• **Work to complete**: Repeat exactly, please, the lines that begin at the start of the listing and end at the line holding "and the metadata".

--- Entries provided ---

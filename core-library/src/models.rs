//! Domain models for the content-addressed media store
//!
//! Every managed file is identified by the SHA-256 digest of its bytes. The
//! same identifier keys the original file, its thumbnails and the metadata
//! records the library hands out.

use crate::error::{LibraryError, Result};
use serde::{Deserialize, Deserializer, Serialize, Serializer};
use sha2::{Digest, Sha256};
use std::collections::{BTreeSet, HashMap};
use std::fmt;
use std::str::FromStr;

// =============================================================================
// Identifiers
// =============================================================================

/// SHA-256 digest identifying a file's content.
///
/// Serialised as lowercase hex.
#[derive(Clone, Copy, PartialEq, Eq, Hash, PartialOrd, Ord)]
pub struct ContentHash([u8; ContentHash::LEN]);

impl ContentHash {
    /// Digest length in bytes.
    pub const LEN: usize = 32;

    pub const fn from_bytes(bytes: [u8; Self::LEN]) -> Self {
        Self(bytes)
    }

    /// Hash a file's content.
    pub fn digest(data: impl AsRef<[u8]>) -> Self {
        Self(Sha256::digest(data.as_ref()).into())
    }

    /// Decode a 64 character hex string.
    pub fn from_hex(encoded: &str) -> Result<Self> {
        let mut bytes = [0u8; Self::LEN];
        hex::decode_to_slice(encoded, &mut bytes).map_err(|e| LibraryError::InvalidInput {
            field: "hash".to_string(),
            message: format!("'{}' is not a {} byte hex digest: {}", encoded, Self::LEN, e),
        })?;
        Ok(Self(bytes))
    }

    pub fn as_bytes(&self) -> &[u8; Self::LEN] {
        &self.0
    }

    /// Lowercase hex encoding.
    pub fn to_hex(&self) -> String {
        hex::encode(self.0)
    }

    /// First two hex characters, used as the shard directory name.
    pub fn shard_prefix(&self) -> String {
        hex::encode(&self.0[..1])
    }
}

impl fmt::Display for ContentHash {
    fn fmt(&self, f: &mut fmt::Formatter<'_>) -> fmt::Result {
        f.write_str(&self.to_hex())
    }
}

impl fmt::Debug for ContentHash {
    fn fmt(&self, f: &mut fmt::Formatter<'_>) -> fmt::Result {
        write!(f, "ContentHash({})", self.to_hex())
    }
}

impl FromStr for ContentHash {
    type Err = LibraryError;

    fn from_str(s: &str) -> Result<Self> {
        Self::from_hex(s)
    }
}

impl Serialize for ContentHash {
    fn serialize<S: Serializer>(&self, serializer: S) -> std::result::Result<S::Ok, S::Error> {
        serializer.serialize_str(&self.to_hex())
    }
}

impl<'de> Deserialize<'de> for ContentHash {
    fn deserialize<D: Deserializer<'de>>(deserializer: D) -> std::result::Result<Self, D::Error> {
        let encoded = String::deserialize(deserializer)?;
        Self::from_hex(&encoded).map_err(serde::de::Error::custom)
    }
}

/// Opaque identifier of a file or tag service.
///
/// Serialised as lowercase hex.
#[derive(Clone, PartialEq, Eq, Hash)]
pub struct ServiceKey(Vec<u8>);

impl ServiceKey {
    /// Key of the service holding every locally stored file.
    pub const LOCAL_FILES: &'static [u8] = b"local files";

    pub fn new(bytes: impl Into<Vec<u8>>) -> Self {
        Self(bytes.into())
    }

    pub fn local_files() -> Self {
        Self::new(Self::LOCAL_FILES)
    }

    pub fn as_bytes(&self) -> &[u8] {
        &self.0
    }

    pub fn to_hex(&self) -> String {
        hex::encode(&self.0)
    }
}

impl Default for ServiceKey {
    fn default() -> Self {
        Self::local_files()
    }
}

impl fmt::Debug for ServiceKey {
    fn fmt(&self, f: &mut fmt::Formatter<'_>) -> fmt::Result {
        write!(f, "ServiceKey({})", self.to_hex())
    }
}

impl Serialize for ServiceKey {
    fn serialize<S: Serializer>(&self, serializer: S) -> std::result::Result<S::Ok, S::Error> {
        serializer.serialize_str(&self.to_hex())
    }
}

impl<'de> Deserialize<'de> for ServiceKey {
    fn deserialize<D: Deserializer<'de>>(deserializer: D) -> std::result::Result<Self, D::Error> {
        let encoded = String::deserialize(deserializer)?;
        hex::decode(&encoded)
            .map(Self)
            .map_err(serde::de::Error::custom)
    }
}

// =============================================================================
// Mime
// =============================================================================

/// File types the store accepts.
#[derive(Debug, Clone, Copy, PartialEq, Eq, Hash, Serialize, Deserialize)]
pub enum Mime {
    #[serde(rename = "image/jpeg")]
    Jpeg,
    #[serde(rename = "image/png")]
    Png,
    #[serde(rename = "image/gif")]
    Gif,
    #[serde(rename = "image/bmp")]
    Bmp,
    #[serde(rename = "image/webp")]
    Webp,
    #[serde(rename = "image/tiff")]
    Tiff,
    #[serde(rename = "application/x-shockwave-flash")]
    Flash,
    #[serde(rename = "video/x-flv")]
    Flv,
    #[serde(rename = "video/mp4")]
    Mp4,
    #[serde(rename = "video/webm")]
    Webm,
    #[serde(rename = "video/x-matroska")]
    Mkv,
    #[serde(rename = "application/pdf")]
    Pdf,
    #[serde(rename = "audio/mp3")]
    Mp3,
    #[serde(rename = "audio/ogg")]
    Ogg,
    #[serde(rename = "audio/flac")]
    Flac,
    #[serde(rename = "application/zip")]
    Zip,
}

impl Mime {
    /// Every accepted type, in the order used when probing the store for a
    /// file whose type is unknown.
    pub const ALLOWED: [Mime; 16] = [
        Mime::Jpeg,
        Mime::Png,
        Mime::Gif,
        Mime::Bmp,
        Mime::Webp,
        Mime::Tiff,
        Mime::Flash,
        Mime::Flv,
        Mime::Mp4,
        Mime::Webm,
        Mime::Mkv,
        Mime::Pdf,
        Mime::Mp3,
        Mime::Ogg,
        Mime::Flac,
        Mime::Zip,
    ];

    /// Registered extension, including the leading dot.
    pub fn extension(&self) -> &'static str {
        match self {
            Mime::Jpeg => ".jpg",
            Mime::Png => ".png",
            Mime::Gif => ".gif",
            Mime::Bmp => ".bmp",
            Mime::Webp => ".webp",
            Mime::Tiff => ".tiff",
            Mime::Flash => ".swf",
            Mime::Flv => ".flv",
            Mime::Mp4 => ".mp4",
            Mime::Webm => ".webm",
            Mime::Mkv => ".mkv",
            Mime::Pdf => ".pdf",
            Mime::Mp3 => ".mp3",
            Mime::Ogg => ".ogg",
            Mime::Flac => ".flac",
            Mime::Zip => ".zip",
        }
    }

    pub fn as_str(&self) -> &'static str {
        match self {
            Mime::Jpeg => "image/jpeg",
            Mime::Png => "image/png",
            Mime::Gif => "image/gif",
            Mime::Bmp => "image/bmp",
            Mime::Webp => "image/webp",
            Mime::Tiff => "image/tiff",
            Mime::Flash => "application/x-shockwave-flash",
            Mime::Flv => "video/x-flv",
            Mime::Mp4 => "video/mp4",
            Mime::Webm => "video/webm",
            Mime::Mkv => "video/x-matroska",
            Mime::Pdf => "application/pdf",
            Mime::Mp3 => "audio/mp3",
            Mime::Ogg => "audio/ogg",
            Mime::Flac => "audio/flac",
            Mime::Zip => "application/zip",
        }
    }
}

impl fmt::Display for Mime {
    fn fmt(&self, f: &mut fmt::Formatter<'_>) -> fmt::Result {
        f.write_str(self.as_str())
    }
}

impl FromStr for Mime {
    type Err = LibraryError;

    fn from_str(s: &str) -> Result<Self> {
        Mime::ALLOWED
            .iter()
            .copied()
            .find(|mime| mime.as_str().eq_ignore_ascii_case(s.trim()))
            .ok_or_else(|| LibraryError::InvalidInput {
                field: "mime".to_string(),
                message: format!("Unsupported mime type: {}", s),
            })
    }
}

// =============================================================================
// Tags
// =============================================================================

/// Splits `namespace:subtag`, returning `None` for unnamespaced tags.
pub fn split_tag(tag: &str) -> Option<(&str, &str)> {
    tag.split_once(':')
}

/// Drops the `namespace:` prefix if present.
pub fn strip_namespace(tag: &str) -> &str {
    split_tag(tag).map_or(tag, |(_, subtag)| subtag)
}

/// Read-only view of a file's tags on one tag service.
#[derive(Debug, Clone, Default, PartialEq, Eq, Serialize, Deserialize)]
pub struct TagsView {
    current: BTreeSet<String>,
    pending: BTreeSet<String>,
    /// Maps a tag to the sibling it should be displayed as
    #[serde(default)]
    siblings: HashMap<String, String>,
}

impl TagsView {
    pub fn new<C, P>(current: C, pending: P) -> Self
    where
        C: IntoIterator,
        C::Item: Into<String>,
        P: IntoIterator,
        P::Item: Into<String>,
    {
        Self {
            current: current.into_iter().map(Into::into).collect(),
            pending: pending.into_iter().map(Into::into).collect(),
            siblings: HashMap::new(),
        }
    }

    pub fn with_siblings(mut self, siblings: HashMap<String, String>) -> Self {
        self.siblings = siblings;
        self
    }

    pub fn current(&self) -> &BTreeSet<String> {
        &self.current
    }

    pub fn pending(&self) -> &BTreeSet<String> {
        &self.pending
    }

    /// Current and pending tags together.
    pub fn combined(&self) -> BTreeSet<&str> {
        self.current
            .iter()
            .chain(self.pending.iter())
            .map(String::as_str)
            .collect()
    }

    /// Whether the tag is current or pending.
    pub fn has_tag(&self, tag: &str) -> bool {
        self.current.contains(tag) || self.pending.contains(tag)
    }

    fn preferred<'a>(&'a self, tag: &'a str) -> &'a str {
        self.siblings.get(tag).map_or(tag, String::as_str)
    }

    /// Current tags under `namespace`, collapsed to their preferred siblings.
    ///
    /// Tags keep their `namespace:` prefix; the result is sorted and free of
    /// duplicates.
    pub fn namespace_slice(&self, namespace: &str) -> Vec<&str> {
        let slice: BTreeSet<&str> = self
            .current
            .iter()
            .map(|tag| self.preferred(tag))
            .filter(|tag| matches!(split_tag(tag), Some((ns, _)) if ns == namespace))
            .collect();
        slice.into_iter().collect()
    }
}

// =============================================================================
// Media records
// =============================================================================

/// Read-only view of one managed file.
#[derive(Debug, Clone, PartialEq, Eq, Serialize, Deserialize)]
pub struct MediaRecord {
    pub hash: ContentHash,
    pub mime: Mime,
    /// Size of the original file in bytes
    pub size: u64,
    pub tags: TagsView,
}

impl MediaRecord {
    pub fn new(hash: ContentHash, mime: Mime, size: u64, tags: TagsView) -> Self {
        Self {
            hash,
            mime,
            size,
            tags,
        }
    }
}

#[cfg(test)]
mod tests {
    use super::*;

    #[test]
    fn test_content_hash_hex() {
        let hash = ContentHash::digest(b"hello");
        let encoded = hash.to_hex();

        assert_eq!(encoded.len(), 64);
        assert_eq!(
            encoded,
            "2cf24dba5fb0a30e26e83b2ac5b9e29e1b161e5c1fa7425e73043362938b9824"
        );
        assert_eq!(hash.shard_prefix(), "2c");
        assert_eq!(ContentHash::from_hex(&encoded).unwrap(), hash);
    }

    #[test]
    fn test_content_hash_rejects_bad_hex() {
        assert!(ContentHash::from_hex("abcd").is_err());
        assert!(ContentHash::from_hex(&"zz".repeat(32)).is_err());
    }

    #[test]
    fn test_content_hash_serde_as_hex() {
        let hash = ContentHash::from_bytes([0xab; 32]);
        let json = serde_json::to_string(&hash).unwrap();
        assert_eq!(json, format!("\"{}\"", "ab".repeat(32)));

        let back: ContentHash = serde_json::from_str(&json).unwrap();
        assert_eq!(back, hash);
    }

    #[test]
    fn test_mime_registry() {
        assert_eq!(Mime::Jpeg.extension(), ".jpg");
        assert_eq!(Mime::ALLOWED[0], Mime::Jpeg);
        assert_eq!("image/png".parse::<Mime>().unwrap(), Mime::Png);
        assert!("text/plain".parse::<Mime>().is_err());

        for mime in Mime::ALLOWED {
            assert!(mime.extension().starts_with('.'));
            assert_eq!(mime.as_str().parse::<Mime>().unwrap(), mime);
        }
    }

    #[test]
    fn test_strip_namespace() {
        assert_eq!(strip_namespace("series:foo"), "foo");
        assert_eq!(strip_namespace("blue sky"), "blue sky");
        assert_eq!(strip_namespace("title:a:b"), "a:b");
    }

    #[test]
    fn test_namespace_slice_collapses_siblings() {
        let siblings = HashMap::from([(
            "character:samus".to_string(),
            "character:samus aran".to_string(),
        )]);
        let tags = TagsView::new(
            ["character:samus", "character:samus aran", "character:link", "series:metroid"],
            ["character:zelda"],
        )
        .with_siblings(siblings);

        assert_eq!(
            tags.namespace_slice("character"),
            vec!["character:link", "character:samus aran"]
        );
        assert!(tags.has_tag("character:zelda"));
        assert!(!tags.has_tag("zelda"));
    }
}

---

• **Result below**:
filename core-library/src/models.rs
//! Domain models for the content-addressed media store
//!
//! Every managed file is identified by the SHA-256 digest of its bytes. The
//! same identifier keys the original file, its thumbnails and the metadata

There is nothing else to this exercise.